Questo prodotto del resto è stato anche in passato una prerogativa regionale perché esisteva già quattro secoli or sono nella nostra regione un sodalizio per la tutela del mercato delle acquaviti. Un sistema di consorzio di tutela sul prodotto doc ante litteram.
La grappa è un prodotto povero perché viene realizzata attraverso la distillazione delle vinacce che sono il materiale di risulta della produzione del vino che altrimenti veniva sparsa per i vigneti per concimare il terreno. L’uso aveva un riscontro sia gastronomico che sanitario. La grappa era uno degli ingredienti del caratteristico “aperitivo agricolo” assieme al vino e all’acqua, e la componente del “grigioverde”, il caratteristico bicchierino di grappa e menta che un tempo gli uomini bevevano alla “bottega”, il bar dei poveri, e che offriva ristoro dal freddo. Nel caso di febbre erano poi abbondanti le innaffiature di “latte e grappa” che venivano servite ai malati nell’intento di fargli riprendere le forze dopo una abbondante “sudata” fra le coperte di lana del letto. Vecchi, malati, ma anche bambini. Tant’è che un utilizzo un poco azzardato trasformava l’alcolica bevanda in una specie di “primitiva anestesia” per i bambini che si toglievano i dentini da latte. Dopo la dolorosa estrazione, un fazzolettino intriso di grappa veniva apposto sulla gengiva ferita che veniva in questo modo al momento sanata grazie all’effetto anestetico dell’alcool.

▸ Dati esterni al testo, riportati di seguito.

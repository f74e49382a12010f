//! Application layer - Use cases and port interfaces
//!
//! Contains the mirror loop and trait definitions
//! for external system interactions.

pub mod mirror;
pub mod ports;
pub mod stop;

// Re-export use cases
pub use mirror::{MirrorConfig, MirrorError, MirrorUseCase, SyncOutcome};
pub use stop::StopSignal;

Oggi questo prodotto viene tutelato in Veneto dall'Istituto “Grappa Veneta” che raccoglie l'eredità morale del Sodalizio di Tutela del Mercato delle acqueviti ed operativa, coinvolgendo tutte le entità economiche che ricavano un reddito dalla grappa, tanto i distillatori di vinaccia quanto gli imbottigliatori o le aziende vitivinicole che la commercializzano.
L'impegno dell'istituto si articola in un'ampia progettualità che intende tutelare e valorizzare la grappa nel suo rilevante valore culturale e nel suo forte radicamento alla terra veneta, regione leader in questa produzione. Gli obiettivi primari dell'Istituto riguardano la valorizzazione dell'immagine della Grappa Veneta, il suo sviluppo commerciale in Italia e all'estero, il corretto utilizzo dell'indicazione geografica, la promozione dello sviluppo tecnologico, l'incontro e la formazione degli imprenditori e dei collaboratori che operano nel settore.
La grappa veneta ha anche un luogo che rappresenta uno dei momenti caratteristici della sua storia. E’ il ponte di Bassano, citato dalla famosa canzone degli alpini che è entrata nella storia degli inni della Grande Guerra come simbolo eterno dell’amicizia e della fratellanza fra i commilitoni che dopo il 1916 hanno combattuto coraggiosamente per difendere la patria.
Per concludere alcuni dati.
Il Veneto produce quasi il 40% della grappa nazionale e detiene, per quanto riguarda il prodotto esportato, una quota del 60%. Dieci aziende venete detengono da sole il monopolio dell’esportazione complessiva di cui a livello mondiale Italia e Austria sono gli incomparabili leader.